Reading down the listing below, count the lines where the word "plan" shows up, then give only that count.

* * * * * * * * *

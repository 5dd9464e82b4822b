//! User profiles and the claims derived from them.

use std::fmt;

use chrono::{DateTime, Utc};
use serde::{Deserialize, Serialize};
use uuid::Uuid;

use crate::types::{timestamp, ApiRequest, Role, Session, UserVariable};

/// An authenticated user's profile.
#[derive(Debug, Clone, PartialEq, Eq, Deserialize, Serialize)]
pub struct Profile {
    pub username: String,
    pub id: Uuid,
    pub email: String,
    #[serde(with = "timestamp")]
    pub date_created: DateTime<Utc>,
    /// When the user's plan expires.
    #[serde(with = "timestamp")]
    pub expiration: DateTime<Utc>,
    #[serde(default, skip_serializing_if = "Option::is_none")]
    pub sessions: Option<Vec<Session>>,
    #[serde(default, skip_serializing_if = "Option::is_none")]
    pub role: Option<Role>,
    #[serde(default, skip_serializing_if = "Option::is_none")]
    pub requests: Option<Vec<ApiRequest>>,
    #[serde(default, skip_serializing_if = "Option::is_none")]
    pub user_variables: Option<Vec<UserVariable>>,
}

impl Profile {
    /// Returns true once the plan expiration has passed.
    pub fn is_expired(&self) -> bool {
        self.expiration <= Utc::now()
    }

    /// Identity claims for this user, in the order a host authorization
    /// layer would expect them. A role claim is only present when the user
    /// has a role.
    pub fn claims(&self) -> Vec<Claim> {
        let mut claims = vec![
            Claim::new(ClaimType::Email, &self.email),
            Claim::new(ClaimType::NameIdentifier, self.id.to_string()),
            Claim::new(ClaimType::Name, &self.username),
            Claim::new(ClaimType::AuthenticationMethod, "Authware"),
            Claim::new(ClaimType::Webpage, "https://authware.org"),
        ];
        if let Some(role) = &self.role {
            claims.push(Claim::new(ClaimType::Role, &role.name));
        }
        claims
    }
}

impl fmt::Display for Profile {
    fn fmt(&self, f: &mut fmt::Formatter<'_>) -> fmt::Result {
        write!(f, "{} ({})", self.username, self.id)
    }
}

/// Kind of identity claim.
#[derive(Debug, Clone, Copy, PartialEq, Eq, Hash)]
pub enum ClaimType {
    Email,
    NameIdentifier,
    Name,
    AuthenticationMethod,
    Webpage,
    Role,
}

impl ClaimType {
    /// The well-known claim type URI.
    pub fn uri(self) -> &'static str {
        match self {
            ClaimType::Email => {
                "http://schemas.xmlsoap.org/ws/2005/05/identity/claims/emailaddress"
            }
            ClaimType::NameIdentifier => {
                "http://schemas.xmlsoap.org/ws/2005/05/identity/claims/nameidentifier"
            }
            ClaimType::Name => "http://schemas.xmlsoap.org/ws/2005/05/identity/claims/name",
            ClaimType::AuthenticationMethod => {
                "http://schemas.microsoft.com/ws/2008/06/identity/claims/authenticationmethod"
            }
            ClaimType::Webpage => "http://schemas.xmlsoap.org/ws/2005/05/identity/claims/webpage",
            ClaimType::Role => "http://schemas.microsoft.com/ws/2008/06/identity/claims/role",
        }
    }
}

/// A single identity claim.
#[derive(Debug, Clone, PartialEq, Eq)]
pub struct Claim {
    pub kind: ClaimType,
    pub value: String,
}

impl Claim {
    pub fn new(kind: ClaimType, value: impl Into<String>) -> Self {
        Self {
            kind,
            value: value.into(),
        }
    }
}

* * * * * * * * *

Answer
2